The last two years of our life at Sarawak, the Bishop's health failed and caused me much anxiety. The long jungle walks, which were so necessary in getting about from one mission to another, became more and more difficult to him. Often he had to stop and lie down under a tree till the palpitation of his heart abated; repeated attacks of Labuan fever affected his liver; and our friends often warned us that we ought to go home to save his life. The interest of the different missions increased so much at this time, that it seemed hard [233/234] to give up a post in which many trials and disappointments had been lived through, just as success seemed about to reward the years of patient labour. The peace and harmony of the mission was greatly promoted, the last three years of our stay, by an annual meeting of the clergy with their bishop. They came from their different rivers to spend a week at the mission-house, and for certain hours of each day met in the church to discuss missionary operations, Church discipline, religious terms, translations, etc. It was very desirable there should be no diversity of opinion in these matters, but that the different missions should have the same plans, uses, and customs. And these meetings, besides the importance of the subjects discussed, knit the missionaries to one another and all to the Bishop, promoting also that esprit de corps which strengthens any institution, be it school, college, or Church in a heathen country.

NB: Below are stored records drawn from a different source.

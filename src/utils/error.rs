//! Error types for the collaborators around the scheduler
//!
//! This module defines the errors raised by the data provider, content
//! assembly, publishing and the idempotency ledger.

use thiserror::Error;

/// Errors that can occur while talking to the event-data provider
#[derive(Error, Debug)]
pub enum ProviderError {
    /// HTTP request error
    #[error("HTTP request failed: {0}")]
    Http(#[from] reqwest::Error),

    /// Upstream rate limit hit (HTTP 429)
    #[error("Rate limit exceeded")]
    RateLimited,

    /// Local daily call budget used up
    #[error("Daily API quota exhausted ({used}/{limit})")]
    QuotaExhausted { used: u32, limit: u32 },

    /// Upstream answered but the requested data is not populated yet
    #[error("Data not yet available: {0}")]
    NotYetAvailable(String),

    /// Upstream returned a non-success status
    #[error("Upstream error: HTTP {0}")]
    Upstream(u16),

    /// Response body did not have the expected shape
    #[error("Invalid response: {0}")]
    InvalidResponse(String),
}

impl ProviderError {
    /// Check if the error is worth retrying
    pub fn is_recoverable(&self) -> bool {
        match self {
            Self::Http(_)
            | Self::RateLimited
            | Self::QuotaExhausted { .. }
            | Self::NotYetAvailable(_) => true,
            Self::Upstream(code) => *code >= 500,
            Self::InvalidResponse(_) => false,
        }
    }

    /// Rate limits are handled by backoff and never count as stage failures
    pub fn is_rate_limit(&self) -> bool {
        matches!(self, Self::RateLimited | Self::QuotaExhausted { .. })
    }
}

/// Errors that can occur while assembling announcement content
#[derive(Error, Debug)]
pub enum AssemblyError {
    /// Data required for the announcement is not populated yet
    #[error("Content data not yet available: {0}")]
    NotYetAvailable(String),

    /// Provider failure while gathering data
    #[error("Provider error: {0}")]
    Provider(#[from] ProviderError),

    /// Template rendering failed
    #[error("Render error: {0}")]
    Render(String),

    /// The request itself cannot be satisfied
    #[error("Invalid content request: {0}")]
    Invalid(String),
}

impl AssemblyError {
    /// Recoverable errors are retried and eventually degrade to fallback content
    ///
    /// Every provider failure counts, including malformed bodies and client
    /// errors: the fallback needs no provider data.
    pub fn is_recoverable(&self) -> bool {
        match self {
            Self::NotYetAvailable(_) | Self::Provider(_) => true,
            Self::Render(_) | Self::Invalid(_) => false,
        }
    }
}

/// Errors that can occur while publishing an announcement
#[derive(Error, Debug)]
pub enum PublishError {
    /// Network failure, upstream rate limit or server error
    #[error("Transient publish failure: {0}")]
    Transient(String),

    /// Authentication failed
    #[error("Authentication failed: {0}")]
    Auth(String),

    /// Submission was rejected by the sink
    #[error("Submission rejected: {0}")]
    Rejected(String),
}

impl From<reqwest::Error> for PublishError {
    fn from(err: reqwest::Error) -> Self {
        Self::Transient(err.to_string())
    }
}

impl PublishError {
    /// Check if the error is transient
    pub fn is_transient(&self) -> bool {
        matches!(self, Self::Transient(_))
    }
}

/// Errors that can occur while reading or writing the idempotency ledger
#[derive(Error, Debug)]
pub enum LedgerError {
    /// Filesystem failure
    #[error("Ledger I/O error during '{operation}': {source}")]
    Io {
        operation: String,
        #[source]
        source: std::io::Error,
    },

    /// Ledger contents could not be decoded
    #[error("Ledger corrupted: {0}")]
    Corrupted(String),

    /// SQLite backend failure
    #[error("SQLite ledger error: {0}")]
    Sqlite(#[from] rusqlite::Error),

    /// Redis backend failure
    #[error("Redis ledger error: {0}")]
    Redis(#[from] redis::RedisError),

    /// Backend connection could not be obtained
    #[error("Ledger backend unavailable: {0}")]
    Unavailable(String),

    /// Blocking task running the backend panicked or was cancelled
    #[error("Ledger task failed: {0}")]
    Task(String),
}

impl LedgerError {
    /// Create an I/O error with context
    pub fn io(operation: impl Into<String>, source: std::io::Error) -> Self {
        Self::Io {
            operation: operation.into(),
            source,
        }
    }

    /// Transient backend failures worth a short retry on the write path
    pub fn is_transient(&self) -> bool {
        matches!(
            self,
            Self::Io { .. } | Self::Redis(_) | Self::Unavailable(_) | Self::Task(_)
        )
    }
}

impl From<deadpool_redis::PoolError> for LedgerError {
    fn from(err: deadpool_redis::PoolError) -> Self {
        Self::Unavailable(err.to_string())
    }
}

impl From<serde_json::Error> for LedgerError {
    fn from(err: serde_json::Error) -> Self {
        Self::Corrupted(err.to_string())
    }
}

#[cfg(test)]
mod tests {
    use super::*;

    #[test]
    fn test_provider_error_recoverable() {
        assert!(ProviderError::RateLimited.is_recoverable());
        assert!(ProviderError::Upstream(503).is_recoverable());
        assert!(!ProviderError::Upstream(404).is_recoverable());
        assert!(!ProviderError::InvalidResponse("x".into()).is_recoverable());
    }

    #[test]
    fn test_assembly_error_wraps_provider() {
        let err: AssemblyError = ProviderError::RateLimited.into();
        assert!(err.is_recoverable());
        let err: AssemblyError = ProviderError::InvalidResponse("truncated body".into()).into();
        assert!(err.is_recoverable());
        let err: AssemblyError = ProviderError::Upstream(404).into();
        assert!(err.is_recoverable());
        assert!(!AssemblyError::Invalid("no teams".into()).is_recoverable());
        assert!(!AssemblyError::Render("missing helper".into()).is_recoverable());
    }

    #[test]
    fn test_ledger_error_display() {
        let err = LedgerError::io(
            "write",
            std::io::Error::new(std::io::ErrorKind::PermissionDenied, "denied"),
        );
        assert!(err.to_string().contains("write"));
        assert!(err.to_string().contains("denied"));
    }
}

A curious adventure happened to the Bishop in 1865. It was the rainy season, and the roads were saturated with water and full of holes, especially a new bit of road towards Pedungan, where sleepers of wood had been laid down, to steady what would otherwise have been a bog; but holes here and there could not be avoided. The Bishop always took a ride early in the morning, before seven o'clock service in church. That morning I had asked him to go to a house down that road, to inquire about a servant. He came home late, and covered with mud all down one side. "Papa has fallen," said [234/235] little Mildred, playing in the garden. At her voice her father seemed to wake up out of a deep sleep, and gradually he became conscious of a severe bruise on his face and pain in his head; but he could give no account of the matter, which was, however, explained by a Malay in the course of the day. This man was walking on the road to Pedungan, when he met the Bishop returning home. He saw the horse put his foot into a deep hole and come down, the Bishop also. He did not, however, at once fall off, not until the horse in his efforts to rise had inflicted a blow with his head on his rider's face. The Malay helped the horse up, which was not hurt, and the Bishop on his back; and seeing he v/as much stunned, he followed them for some way lest the Bishop should need assistance: but when they reached the town and seemed all right, he went back. All this time, however, the Bishop was perfectly unconscious; the horse carried him as he chose, over a ditch, up a steep bank, under low-hanging trees, and quite safely until he stopped at our own door. A headache and some stiffness were the only results of what might have been a fatal accident. We were very thankful to God for having sent His angel to guard steps as unconscious and heedless as any little child's could have been. No memory of what had happened ever came back to the Bishop.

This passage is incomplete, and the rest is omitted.